I had used the A1 for splitting wood and had batoned with it. (Yes, I know an axe is much better for that purpose :-) .) The blade had kept up beautifully: just a slight dulling of the edge and one little microchip that was barely visible with the naked eye.
I knew not a lot of sharpening would be required to restore the edge, but first I had to find out the angle of the blade at the edge of the edge.
My goniometer, which normally helps me to identify blade angles quite easily, seemed not very helpful on this beast of a convex knife.
The goniometer shows two patches of light centering at about 9 degrees (left) and 16 degrees (right) and two smaller patches of light centering at about 22 degrees and 31 degrees. I asked people for help, but nobody was able to give a definitive answer.
It is clear from the picture that the knife is not perpendicular to the goniometer slot. If it were, and the knife were completely symmetrical, the patches of light would likely be at about (9+16)/2 = 12.5 degrees and (22+31)/2 = 26.5 degrees.
So I assumed the edge of the edge had an angle of about 26.5 degrees per side, partly because I couldn’t image an angle of 12.5 degrees per side on such a knife, and partly because I had seen patches of light at low angles also on other knives in the goniometer, which were caused by the fact that towards the spine most blade approach a 0 degree angle.
I emailed Fallkniven to ask them what the angle of the blade was at the edge of the edge. The first reply I got from them was “you cannot do a convex edge on a guided sharpening system”. I then explained in more detail what I wanted to do and they responded again with “don’t do this, you will ruin the edge.” This got funny, but after I had explained them what I intended to do for the third time, they understood me and replied that “they would be lying if they said the edge were 20 or 21 degrees”, because each of their knives was hand sharpened.
So the Sharpie trick would have to give the definitive answer. I just needed to clamp the knife in the Wicked Edge vise.
That took me four attempts. Every time, once I had clamped the blade, it dropped out after some time. The handle came down simply due to the weight of the blade. I tightened the screws even further and finally I manage to clamp the knife securely.
I then discovered that the left clamp of the vise had moved almost a centimeter…
But the knife was clamped securely and finally I could measure the angle of the edge of the edge of the A1 using a Sharpie! Starting at 27 degrees, I went down to 26, 25, 24, 23… I was still hitting the edge of the edge. 22, 21, 20, 19… Even less than what Fallkniven did not want to lie about. Finally, in the neighbourhood of 13 degrees, I did not hit the edge anymore. The edge of the edge had an angle of 13.5 degrees! So the goniometer, even though not very precise, was right after all.
So I wanted to start sharpening the knife at 13.5 degrees. This presented some additional challenges.

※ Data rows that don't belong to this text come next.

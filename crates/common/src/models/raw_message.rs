use chrono::{DateTime, Utc};
use serde::{Deserialize, Serialize};

#[derive(Debug, Clone, Serialize, Deserialize)]
pub struct RawMessage {
    pub id: i64,
    pub chat_id: i64,
    pub tg_user_id: Option<i64>,
    pub message_id: i64,
    pub text: String,
    pub received_at: DateTime<Utc>,
}

#[derive(Debug, Clone)]
pub struct RawMessageInsert {
    pub chat_id: i64,
    pub tg_user_id: Option<i64>,
    pub message_id: i64,
    pub text: String,
    pub received_at: DateTime<Utc>,
}
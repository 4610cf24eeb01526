//! Turns free-form trading-signal chat text (Russian/English) into structured
//! trade setups.
//!
//! `parse_text` segments a message into setup blocks and `parse_block` runs
//! the field extractors, the directional check and the status classifier over
//! one block. Parsing is pure and never fails: problems are reported through
//! `ParseResult::errors` and `ParseResult::warnings`.

use std::fs;
use std::path::{Path, PathBuf};

use common::models::{ParseResult, Signal};
use thiserror::Error;
use tracing::{debug, trace};

pub mod classifier;
pub mod diagnostics;
pub mod extract;
pub mod normalize;
mod patterns;
pub mod splitter;
pub mod validator;

pub use normalize::{is_valid_symbol, normalize_number, normalize_symbol};
pub use splitter::{split_blocks, split_setups};

use diagnostics::{DIRECTIONAL_CONFLICT, Diagnostics};
use validator::Verdict;

#[derive(Error, Debug)]
pub enum FixtureError {
    #[error("failed to read fixture {path}: {source}")]
    Io {
        path: PathBuf,
        #[source]
        source: std::io::Error,
    },
}

/// Parses one setup block into exactly one result.
pub fn parse_block(block: &str) -> ParseResult {
    let mut diagnostics = Diagnostics::default();

    let symbol = extract::extract_symbol(block);
    let side = extract::extract_side(block);
    let levels = extract::extract_levels(block);
    let entry = extract::extract_entry(block, &mut diagnostics);
    let allocation = extract::extract_allocation(block);

    let mut signal = Signal {
        symbol,
        side,
        entry: entry.primary,
        entries: entry.entries,
        sl: levels.sl,
        tps: levels.tps,
        ..Signal::default()
    };
    signal.total_position_pct = allocation.total_position_pct(signal.has_entry(), &mut diagnostics);
    signal.alloc_fracs = allocation.fracs;

    let verdict = validator::validate(&signal);
    if verdict == Verdict::Conflict {
        diagnostics.error(DIRECTIONAL_CONFLICT);
    }

    let result = classifier::classify(signal, verdict, diagnostics);
    trace!(
        status = result.status.as_str(),
        errors = result.errors.len(),
        warnings = result.warnings.len(),
        "Parsed block"
    );
    result
}

/// Parses every setup in a message, in message order.
pub fn parse_text(text: &str) -> Vec<ParseResult> {
    let mut blocks = split_setups(text);
    if blocks.is_empty() && !text.trim().is_empty() {
        blocks.push(text.to_string());
    }
    debug!("Split message into {} block(s)", blocks.len());

    blocks.iter().map(|block| parse_block(block)).collect()
}

pub fn load_fixture(path: impl AsRef<Path>) -> Result<String, FixtureError> {
    let path = path.as_ref();
    fs::read_to_string(path).map_err(|source| FixtureError::Io {
        path: path.to_path_buf(),
        source,
    })
}

#[cfg(test)]
mod tests {
    use super::*;
    use common::models::{EntryDirective, Side, Status};

    #[test]
    fn test_parse_block_short_limit() {
        let result = parse_block(
            "$BTCUSDT - SHORT\nВход лимитка 67900\nStop 68700\nTейк-профит\n1) 67000",
        );
        let signal = result.signal.as_ref().unwrap();
        assert_eq!(result.status, Status::Ready);
        assert_eq!(result.confidence, 0.8);
        assert_eq!(signal.symbol.as_deref(), Some("BTCUSDT"));
        assert_eq!(signal.side, Some(Side::Short));
        assert_eq!(signal.entry, Some(EntryDirective::Limit { price: 67900.0 }));
        assert_eq!(signal.total_position_pct, Some(1.0));
    }

    #[test]
    fn test_parse_text_whitespace_only() {
        assert!(parse_text("  \n\t \n").is_empty());
        assert!(parse_text("").is_empty());
    }

    #[test]
    fn test_load_fixture_missing_file() {
        let err = load_fixture("/definitely/not/here.txt").unwrap_err();
        assert!(err.to_string().contains("not/here.txt"));
    }
}
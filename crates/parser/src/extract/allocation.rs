use crate::diagnostics::{DEFAULT_POSITION_PCT, Diagnostics};
use crate::normalize::normalize_number;
use crate::patterns::{FRACTION, PERCENT, TAKE_PROFIT_LINE};
use crate::splitter::lines;

/// Percentages above this are per-leg sizes, not total risk.
const MAX_TOTAL_POSITION_PCT: f64 = 10.0;
const DEFAULT_TOTAL_POSITION_PCT: f64 = 1.0;

#[derive(Debug, Clone, PartialEq, Default)]
pub struct Allocation {
    pub percents: Vec<f64>,
    pub fracs: Vec<String>,
}

impl Allocation {
    /// Largest pooled percentage in `(0, 10]`. Falls back to 1% with a
    /// warning when nothing qualifies but an entry was found.
    pub(crate) fn total_position_pct(
        &self,
        has_entry: bool,
        diagnostics: &mut Diagnostics,
    ) -> Option<f64> {
        let total = self
            .percents
            .iter()
            .copied()
            .filter(|pct| *pct > 0.0 && *pct <= MAX_TOTAL_POSITION_PCT)
            .fold(None, |best: Option<f64>, pct| {
                Some(best.map_or(pct, |b| b.max(pct)))
            });

        if total.is_none() && has_entry {
            diagnostics.warn(DEFAULT_POSITION_PCT);
            return Some(DEFAULT_TOTAL_POSITION_PCT);
        }
        total
    }
}

/// Take-profit lines are skipped: their percentages describe partial exits.
pub fn extract_allocation(block: &str) -> Allocation {
    let mut allocation = Allocation::default();

    for line in lines(block) {
        if TAKE_PROFIT_LINE.is_match(&line.to_lowercase()) {
            continue;
        }
        allocation.percents.extend(
            PERCENT
                .captures_iter(line)
                .filter_map(|caps| caps.get(1))
                .filter_map(|m| normalize_number(m.as_str())),
        );
        allocation.fracs.extend(
            FRACTION
                .captures_iter(line)
                .filter_map(|caps| caps.get(1))
                .map(|m| m.as_str().replace(' ', "")),
        );
    }
    allocation
}
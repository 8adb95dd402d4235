//! Page - the fundamental 4KB unit of storage.
//!
//! A [`Page`] is a raw 4KB byte array that serves as the unit of I/O
//! between a file and memory. The buffer pool holds one per frame and
//! never interprets its contents.

use std::fmt;

use crate::common::config::PAGE_SIZE;

/// A page of data (4KB, 4KB-aligned).
///
/// # Memory Layout
/// - Size: 4096 bytes (4KB)
/// - Alignment: 4096 bytes (for efficient Direct I/O with O_DIRECT)
///
/// # Clone Implementation
/// `Page` does NOT implement `Clone`; copying 4KB should be explicit, so use
/// [`Page::copy_from`]. A `#[cfg(test)]` Clone is provided for tests.
///
/// # Example
/// ```
/// use clockpool::storage::page::Page;
///
/// let mut page = Page::new();
/// page.as_mut_slice()[0] = 0xFF;
/// assert_eq!(page.as_slice()[0], 0xFF);
/// ```
#[repr(align(4096))]
pub struct Page {
    data: [u8; PAGE_SIZE],
}

impl Page {
    /// Create a new zeroed page.
    #[inline]
    pub fn new() -> Self {
        Self {
            data: [0u8; PAGE_SIZE],
        }
    }

    /// Get immutable slice of page data.
    #[inline]
    pub fn as_slice(&self) -> &[u8] {
        &self.data
    }

    /// Get mutable slice of page data.
    #[inline]
    pub fn as_mut_slice(&mut self) -> &mut [u8] {
        &mut self.data
    }

    /// Overwrite this page with the bytes of `other`.
    #[inline]
    pub fn copy_from(&mut self, other: &Page) {
        self.data.copy_from_slice(&other.data);
    }

    /// Zero out the entire page.
    pub fn reset(&mut self) {
        self.data.fill(0);
    }

    /// Get the size of a page.
    #[inline]
    pub const fn size() -> usize {
        PAGE_SIZE
    }

    /// Leading printable bytes, for diagnostics.
    ///
    /// Stops at the first NUL, like a C string, and caps the length at `max`.
    pub fn preview(&self, max: usize) -> String {
        self.data
            .iter()
            .take(max)
            .take_while(|&&b| b != 0)
            .map(|&b| if b.is_ascii_graphic() || b == b' ' { b as char } else { '.' })
            .collect()
    }
}

impl Default for Page {
    fn default() -> Self {
        Self::new()
    }
}

impl fmt::Debug for Page {
    fn fmt(&self, f: &mut fmt::Formatter<'_>) -> fmt::Result {
        f.debug_struct("Page")
            .field("preview", &self.preview(16))
            .finish_non_exhaustive()
    }
}

// Clone only available in tests - forces explicit copying in production
#[cfg(test)]
impl Clone for Page {
    fn clone(&self) -> Self {
        let mut new_page = Page::new();
        new_page.copy_from(self);
        new_page
    }
}
//! Clock hand for second-chance replacement.

use crate::common::FrameId;

/// A cursor that sweeps the frames of a pool in a circle.
///
/// The hand is part of the manager's state and keeps its position between
/// allocations, so each sweep resumes where the last one stopped.
#[derive(Debug, Clone)]
pub struct ClockHand {
    hand: usize,
    size: usize,
}

impl ClockHand {
    /// Create a hand over `size` frames, parked on the last frame so that
    /// the first advance lands on frame 0.
    pub fn new(size: usize) -> Self {
        assert!(size > 0, "clock needs at least one frame");
        Self {
            hand: size - 1,
            size,
        }
    }

    /// Move to the next frame and return it.
    #[inline]
    pub fn advance(&mut self) -> FrameId {
        self.hand = (self.hand + 1) % self.size;
        FrameId::new(self.hand)
    }

    /// The frame the hand currently points at.
    #[inline]
    pub fn current(&self) -> FrameId {
        FrameId::new(self.hand)
    }
}
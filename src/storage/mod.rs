//! Storage layer - paged files and page buffers.
//!
//! This module handles the file side of the buffer pool:
//! - [`PagedFile`] - The contract every file store implements
//! - [`DiskFile`] - Pages in one OS file
//! - [`MemFile`] - Pages in memory, with call counters and fault injection
//! - [`page`] - The raw page buffer

mod disk_file;
mod mem_file;
pub mod page;
mod paged_file;

pub use disk_file::DiskFile;
pub use mem_file::MemFile;
pub use paged_file::{FileRef, PagedFile};
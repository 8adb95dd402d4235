//! The file-store contract the buffer pool is written against.

use std::sync::Arc;

use crate::common::{PageId, Result};
use crate::storage::page::Page;

/// A file of fixed-size pages.
///
/// The buffer manager only ever talks to files through this trait. It reads
/// a page into a frame on a miss, writes a frame back when a dirty page is
/// evicted or flushed, and forwards page allocation and disposal.
///
/// # Design Decisions
///
/// 1. **`&self` methods**: the pool holds a shared handle per cached page
///    (`Arc<dyn PagedFile>`), so implementations keep their mutable state
///    behind a lock.
///
/// 2. **Caller-owned buffers**: `read_page` fills a page the pool owns;
///    the file never hands out its own memory.
///
/// 3. **No retries**: every call reports success or failure once. The pool
///    passes failures up unchanged.
///
/// # Thread Safety
///
/// Implementations must be `Send + Sync` so a whole buffer manager can be
/// moved behind a caller's lock.
pub trait PagedFile: Send + Sync {
    /// Reads page `page_no` into `page`.
    ///
    /// # Errors
    ///
    /// `Error::InvalidPage` if the page is not allocated, or `Error::Io`.
    fn read_page(&self, page_no: PageId, page: &mut Page) -> Result<()>;

    /// Writes `page` as page `page_no`.
    ///
    /// # Errors
    ///
    /// `Error::InvalidPage` if the page is not allocated, or `Error::Io`.
    fn write_page(&self, page_no: PageId, page: &Page) -> Result<()>;

    /// Allocates a fresh, zero-filled page and returns its number.
    fn allocate_page(&self) -> Result<PageId>;

    /// Releases page `page_no`. Its number may be handed out again.
    fn dispose_page(&self, page_no: PageId) -> Result<()>;
}

/// Shared handle to an open file.
///
/// Its identity is `FileId::of(&handle)`; clones of one handle are the same file.
pub type FileRef = Arc<dyn PagedFile>;
//! Page table - maps cached pages to the frames holding them.

use std::collections::hash_map::DefaultHasher;
use std::hash::{Hash, Hasher};

use crate::common::{Error, FileId, FrameId, PageId, Result};

/// One page-table entry.
#[derive(Debug, Clone, Copy, PartialEq, Eq)]
struct Entry {
    file: FileId,
    page_no: PageId,
    frame_id: FrameId,
}

/// Fixed-size chained hash table from `(FileId, PageId)` to `FrameId`.
///
/// The bucket count is chosen once from the pool capacity (see
/// [`page_table_buckets`](crate::common::config::page_table_buckets)) and
/// never grows: the table can never hold more entries than there are frames.
///
/// Each key maps to at most one frame. Inserting a present key or removing
/// an absent one is an `Error::PageTable`.
#[derive(Debug)]
pub struct PageTable {
    buckets: Vec<Vec<Entry>>,
    len: usize,
}

impl PageTable {
    /// Create an empty table with `bucket_count` buckets (at least one).
    pub fn new(bucket_count: usize) -> Self {
        Self {
            buckets: vec![Vec::new(); bucket_count.max(1)],
            len: 0,
        }
    }

    fn bucket(&self, file: FileId, page_no: PageId) -> usize {
        let mut hasher = DefaultHasher::new();
        file.hash(&mut hasher);
        page_no.hash(&mut hasher);
        (hasher.finish() % self.buckets.len() as u64) as usize
    }

    /// Frame holding `page_no` of `file`, if cached.
    pub fn lookup(&self, file: FileId, page_no: PageId) -> Option<FrameId> {
        self.buckets[self.bucket(file, page_no)]
            .iter()
            .find(|e| e.file == file && e.page_no == page_no)
            .map(|e| e.frame_id)
    }

    /// Map `page_no` of `file` to `frame_id`.
    ///
    /// # Errors
    /// `Error::PageTable` if the page already has an entry.
    pub fn insert(&mut self, file: FileId, page_no: PageId, frame_id: FrameId) -> Result<()> {
        let idx = self.bucket(file, page_no);
        let bucket = &mut self.buckets[idx];

        if bucket.iter().any(|e| e.file == file && e.page_no == page_no) {
            return Err(Error::PageTable { file, page_no });
        }

        bucket.push(Entry {
            file,
            page_no,
            frame_id,
        });
        self.len += 1;
        Ok(())
    }

    /// Remove the entry for `page_no` of `file`, returning its frame.
    ///
    /// # Errors
    /// `Error::PageTable` if there is no such entry.
    pub fn remove(&mut self, file: FileId, page_no: PageId) -> Result<FrameId> {
        let idx = self.bucket(file, page_no);
        let bucket = &mut self.buckets[idx];

        let pos = bucket
            .iter()
            .position(|e| e.file == file && e.page_no == page_no)
            .ok_or(Error::PageTable { file, page_no })?;

        self.len -= 1;
        Ok(bucket.swap_remove(pos).frame_id)
    }

    /// Number of entries.
    pub fn len(&self) -> usize {
        self.len
    }

    pub fn is_empty(&self) -> bool {
        self.len == 0
    }

    pub fn bucket_count(&self) -> usize {
        self.buckets.len()
    }

    /// All entries, in no particular order.
    pub fn iter(&self) -> impl Iterator<Item = (FileId, PageId, FrameId)> + '_ {
        self.buckets
            .iter()
            .flatten()
            .map(|e| (e.file, e.page_no, e.frame_id))
    }
}
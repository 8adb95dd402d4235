//! Configuration constants for clockpool.

/// Size of a page in bytes (4KB).
///
/// This value is chosen to match:
/// - OS page size on most systems (4096 bytes)
/// - Common database page sizes
///
/// # Alignment
/// Pages are aligned to 4096 bytes for efficient Direct I/O (O_DIRECT).
pub const PAGE_SIZE: usize = 4096;

/// Page-table buckets per frame, expressed as a ratio (6/5 = 1.2).
///
/// A little slack over one bucket per frame keeps chains short.
pub const PAGE_TABLE_LOAD_FACTOR: (usize, usize) = (6, 5);

/// How many times the clock hand may pass over every frame before
/// frame allocation gives up.
///
/// One pass can only clear reference bits, so a second pass is enough to
/// find any unpinned frame.
pub const SWEEP_PASSES: usize = 2;

/// Number of page-table buckets for a pool of `capacity` frames.
///
/// Roughly `1.2 × capacity`, forced odd.
///
/// # Example
/// ```
/// use clockpool::common::config::page_table_buckets;
///
/// assert_eq!(page_table_buckets(10), 13);
/// assert_eq!(page_table_buckets(3), 3);
/// assert_eq!(page_table_buckets(1), 1);
/// ```
pub fn page_table_buckets(capacity: usize) -> usize {
    let (num, den) = PAGE_TABLE_LOAD_FACTOR;
    (capacity * num / den) | 1
}
//! In-memory paged file for testing.

use std::collections::{BTreeSet, HashMap};

use parking_lot::Mutex;

use crate::common::{Error, PageId, Result};
use crate::storage::page::Page;
use crate::storage::PagedFile;

/// An in-memory [`PagedFile`].
///
/// Besides storing pages, it records every call made against it and can be
/// told to fail reads, writes, or allocations. Tests use it to check exactly
/// which I/O the buffer manager performs and how it reacts to failures.
///
/// Nothing is persistent - all data is lost when dropped.
#[derive(Default)]
pub struct MemFile {
    inner: Mutex<MemFileInner>,
}

#[derive(Default)]
struct MemFileInner {
    pages: HashMap<PageId, Box<Page>>,
    next_page_no: u32,
    free_pages: BTreeSet<PageId>,
    /// Page numbers passed to successful `write_page` calls, in order.
    write_log: Vec<PageId>,
    reads: usize,
    allocations: usize,
    disposals: usize,
    fail_reads: bool,
    fail_writes: bool,
    fail_allocations: bool,
}

fn injected(op: &str) -> Error {
    Error::Io(std::io::Error::other(format!("injected {op} failure")))
}

impl MemFile {
    /// Creates a new empty file.
    pub fn new() -> Self {
        Self::default()
    }

    /// Creates a file with pages `0..count` already allocated and zeroed.
    ///
    /// Setup allocations are not counted.
    pub fn with_pages(count: u32) -> Self {
        let file = Self::new();
        {
            let mut inner = file.inner.lock();
            for page_no in 0..count {
                inner.pages.insert(PageId::new(page_no), Box::new(Page::new()));
            }
            inner.next_page_no = count;
        }
        file
    }

    /// Overwrites the stored bytes of an allocated page without counting a write.
    pub fn put(&self, page_no: PageId, bytes: &[u8]) -> Result<()> {
        let mut inner = self.inner.lock();
        let page = inner
            .pages
            .get_mut(&page_no)
            .ok_or(Error::InvalidPage(page_no))?;
        page.as_mut_slice()[..bytes.len()].copy_from_slice(bytes);
        Ok(())
    }

    /// The first `len` stored bytes of a page, if it is allocated.
    pub fn bytes(&self, page_no: PageId, len: usize) -> Option<Vec<u8>> {
        let inner = self.inner.lock();
        inner.pages.get(&page_no).map(|p| p.as_slice()[..len].to_vec())
    }

    /// Whether `page_no` is currently allocated.
    pub fn contains(&self, page_no: PageId) -> bool {
        self.inner.lock().pages.contains_key(&page_no)
    }

    /// Every page number successfully written, in call order.
    pub fn write_log(&self) -> Vec<PageId> {
        self.inner.lock().write_log.clone()
    }

    /// Number of successful writes of `page_no`.
    pub fn writes_of(&self, page_no: PageId) -> usize {
        self.inner
            .lock()
            .write_log
            .iter()
            .filter(|&&p| p == page_no)
            .count()
    }

    /// Total successful writes.
    pub fn write_count(&self) -> usize {
        self.inner.lock().write_log.len()
    }

    /// Total successful reads.
    pub fn read_count(&self) -> usize {
        self.inner.lock().reads
    }

    /// Total successful allocations.
    pub fn allocation_count(&self) -> usize {
        self.inner.lock().allocations
    }

    /// Total successful disposals.
    pub fn disposal_count(&self) -> usize {
        self.inner.lock().disposals
    }

    /// Make subsequent reads fail with an I/O error.
    pub fn fail_reads(&self, fail: bool) {
        self.inner.lock().fail_reads = fail;
    }

    /// Make subsequent writes fail with an I/O error.
    pub fn fail_writes(&self, fail: bool) {
        self.inner.lock().fail_writes = fail;
    }

    /// Make subsequent allocations fail with an I/O error.
    pub fn fail_allocations(&self, fail: bool) {
        self.inner.lock().fail_allocations = fail;
    }
}

impl PagedFile for MemFile {
    fn read_page(&self, page_no: PageId, page: &mut Page) -> Result<()> {
        let mut inner = self.inner.lock();
        if inner.fail_reads {
            return Err(injected("read"));
        }
        let stored = inner.pages.get(&page_no).ok_or(Error::InvalidPage(page_no))?;
        page.copy_from(stored);
        inner.reads += 1;
        Ok(())
    }

    fn write_page(&self, page_no: PageId, page: &Page) -> Result<()> {
        let mut inner = self.inner.lock();
        if inner.fail_writes {
            return Err(injected("write"));
        }
        let stored = inner
            .pages
            .get_mut(&page_no)
            .ok_or(Error::InvalidPage(page_no))?;
        stored.copy_from(page);
        inner.write_log.push(page_no);
        Ok(())
    }

    fn allocate_page(&self) -> Result<PageId> {
        let mut inner = self.inner.lock();
        if inner.fail_allocations {
            return Err(injected("allocate"));
        }

        let page_no = match inner.free_pages.pop_first() {
            Some(page_no) => page_no,
            None => {
                let page_no = PageId::new(inner.next_page_no);
                inner.next_page_no += 1;
                page_no
            }
        };
        inner.pages.insert(page_no, Box::new(Page::new()));
        inner.allocations += 1;
        Ok(page_no)
    }

    fn dispose_page(&self, page_no: PageId) -> Result<()> {
        let mut inner = self.inner.lock();
        if inner.pages.remove(&page_no).is_none() {
            return Err(Error::InvalidPage(page_no));
        }
        inner.free_pages.insert(page_no);
        inner.disposals += 1;
        Ok(())
    }
}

If I tried to sharpen the knife at this acute angle, the stones hit the vise. Luckily, I managed to squeeze out 14.5 degrees, so I decided to settle on that.
Now another challenge appeared. I wanted to set the sharpening rod at the left at 14.5 degrees as well. However…
I had forgotten the left clamp of the vise had moved out so much. I could forget sharpening at any angle below 17 degrees on the left side of the blade!
I then decided to do the blade side by side: first the right side of the blade, then clamp the knife the other way around in order to do the other side.
The edge needed just a little touch-up, so I decided to use the 1000 grit stones. These worked very quickly. In hindsight I had better started with the 1200 or 1600 grit stones, or go to the strops immediately.
I followed by a lot of stropping (at least a hundred stropping strokes per side) with 5 micron paste and then 3.5 micron paste on leather strops. I used quite a bit of pressure.
I took out the knife from the vise and reclamped it to sharpen the other side. This time I decided to go to the strops right away. I did even more stropping than on the other side, since I didn’t use the stones on this side.
I unclamped the knife and the result was a blade that could shave arm hair.
Finally me and my friends, the WEPS and the A1, went outside to enjoy the view. Yes, we were in Switzerland.